Ring is effectively building the largest civilian-installed and corporate-owned surveillance network the United States has ever seen. An estimate 440,000 Ring devices sold in December 2019 alone, and that was before the widespread boom in online retail sales during the pandemic. Amazon is cautious about how many Ring cameras are active at any given time, but Dear drawn from Amazon sales data, annual sales amount to hundreds of millions. The always-on video surveillance network is further extended when considering the million users on Ring-affiliated crime reporting app Neighbors, which allows people to upload content from Ring and non-Ring devices.

Then there’s this: Since Amazon bought Ring in 2018, it has traded over 1,800 associations with local law enforcement agencies, who can request recorded video content from Ring users without a court order. That is, in just three years, Ring connected about one in 10 police departments in the US with the ability to access the recorded content of millions of privately owned home security cameras.

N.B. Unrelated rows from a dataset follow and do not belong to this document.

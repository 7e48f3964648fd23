//! Shared formatting helpers for widget frames.
//!
//! All pure formatting functions (no styles, no layout) live here. The
//! widget builders in [`crate::view`] call into these so that every format
//! that matters is unit-testable without a terminal.

const KIB: f64 = 1024.0;
const MIB: f64 = 1024.0 * 1024.0;
const GIB: f64 = 1024.0 * 1024.0 * 1024.0;

/// Format a throughput in bytes/sec with auto-selected unit.
///
/// `< 1024` -> `" 1000 B/s"` (integer), `< 1024^2` -> `"  1.5 KB/s"`,
/// else `"  1.5 MB/s"` (one decimal).
pub fn format_speed(bps: f64) -> String {
    if bps >= MIB {
        format!("{:5.1} MB/s", bps / MIB)
    } else if bps >= KIB {
        format!("{:5.1} KB/s", bps / KIB)
    } else {
        format!("{:5.0} B/s", bps)
    }
}

/// Cumulative traffic column: MiB with one decimal, right-aligned.
pub fn format_mib(bytes: u64) -> String {
    format!("{:8.1} MB", bytes as f64 / MIB)
}

/// RAM sizes: GiB with two decimals.
pub fn format_gib2(bytes: u64) -> String {
    format!("{:.2} GB", bytes as f64 / GIB)
}

/// Disk sizes: GiB with one decimal, fixed width.
pub fn format_gib1(bytes: u64) -> String {
    format!("{:5.1} GB", bytes as f64 / GIB)
}

/// Dashboard sizes: GiB above one GiB, MiB below, two decimals.
pub fn format_bytes(bytes: u64) -> String {
    let f = bytes as f64;
    if f > GIB {
        format!("{:.2} GB", f / GIB)
    } else {
        format!("{:.2} MB", f / MIB)
    }
}

/// Number of filled cells in the 10-cell usage bar: `floor(percent / 10)`,
/// clamped to `0..=10`.
pub fn bar_filled(percent: f64) -> usize {
    ((percent / 10.0) as usize).min(10)
}

/// The usage bar split into its filled and empty glyph runs, so the caller
/// can style them independently.
pub fn usage_bar(percent: f64) -> (String, String) {
    let filled = bar_filled(percent);
    ("█".repeat(filled), "░".repeat(10 - filled))
}

/// Uptime in `timedelta` style: `"3:04:05"`, `"1 day, 3:04:05"`,
/// `"2 days, 3:04:05"`.
pub fn format_uptime(secs: u64) -> String {
    let days = secs / 86_400;
    let hours = (secs % 86_400) / 3600;
    let minutes = (secs % 3600) / 60;
    let seconds = secs % 60;
    match days {
        0 => format!("{}:{:02}:{:02}", hours, minutes, seconds),
        1 => format!("1 day, {}:{:02}:{:02}", hours, minutes, seconds),
        d => format!("{} days, {}:{:02}:{:02}", d, hours, minutes, seconds),
    }
}

/// Stopwatch display.
///
/// Numeric mode: `"MM:SS:CC"` with CC = hundredths. Worded mode:
/// `"3m 5s 250ms"`. Minutes are unbounded (no hour rollover).
pub fn format_stopwatch(elapsed_secs: f64, numbers: bool) -> String {
    let minutes = (elapsed_secs / 60.0) as u64;
    let seconds = (elapsed_secs % 60.0) as u64;
    if numbers {
        let hundredths = ((elapsed_secs * 100.0) % 100.0) as u64;
        format!("{:02}:{:02}:{:02}", minutes, seconds, hundredths)
    } else {
        let millis = ((elapsed_secs * 1000.0) % 1000.0) as u64;
        format!("{}m {}s {}ms", minutes, seconds, millis)
    }
}

/// Countdown display: stopwatch-style `"MM:SS:CC"` with remaining time
/// clamped to zero, never negative.
pub fn format_countdown(remaining_secs: f64) -> String {
    let remaining = remaining_secs.max(0.0);
    let minutes = (remaining / 60.0) as u64;
    let seconds = (remaining % 60.0) as u64;
    let hundredths = ((remaining * 100.0) % 100.0) as u64;
    format!("{:02}:{:02}:{:02}", minutes, seconds, hundredths)
}

/// Whole-second `"HH:MM:SS"`, used for the timer's initial display.
pub fn format_hms(total_secs: u64) -> String {
    let hours = total_secs / 3600;
    let minutes = (total_secs % 3600) / 60;
    let seconds = total_secs % 60;
    format!("{:02}:{:02}:{:02}", hours, minutes, seconds)
}

/// Core/average percent column: `" 42.5%"`.
pub fn format_percent(value: f32) -> String {
    format!("{:5.1}%", value)
}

These associations is it so growing at an alarming rate.

Data I have collected Quarterly reported numbers from Ring show that over the past year through the end of April 2021, law enforcement agencies have made more than 22,000 individual requests to access content captured and recorded on Ring’s cameras. Ring’s cloud-based infrastructure (compatible with Amazon Web Services) makes it convenient for law enforcement to make mass requests for access to recordings without a court order. Because Ring cameras are owned by civilians, law enforcement agencies have back door access to private video recordings of individuals in residential and public spaces that would otherwise be protected by the fourth amendment. By partnering with Amazon, law enforcement circumvents these constitutional and legal protections, as pointed out attorney Yesenia Flores. In doing so, Ring blurs the line between police work and civil surveillance and turns his neighbor’s home security system into an informant. Except, unlike an informant, he’s always watching.

Ring’s ubiquitous camera network expands the daily preventive surveillance network, a network that watches over anyone who crosses its gaze, whether they are suspected of a crime or not. Although the net indiscriminately captures everyone, including children, there are glaring racial, gender and class inequalities when it comes to who is the target and labeled “out of place” in the residential space. Rahim Kurwa, professor of criminology, law and justice at the University of Illinois at Chicago, argues that neighborhood watch platforms like Neighbors perpetuate a much longer history of policing the race in the residential space.

The concerns of activists and academics have been compounded by developments in facial recognition technology and other forms of machine learning that could be applied to Ring’s recorded content and live broadcasts. Facial recognition technology has been denounced by AI researchers and civil rights groups for its racial Y gender biases. Although Ring does not currently use facial recognition on its cameras, Amazon has sold this technology to the police in the past. Following the pressure of AI researchers Y civil rights groups, Amazon placed a one year hiatus on police use of its controversial facial recognition technology, but this moratorium will expire in June.

While the pressure of civil rights groups Y legislators to end Ring partnerships With the police building being built, we need to demand more transparency and accountability from Amazon and law enforcement about what data is collected, with whom it is shared, and how it is used.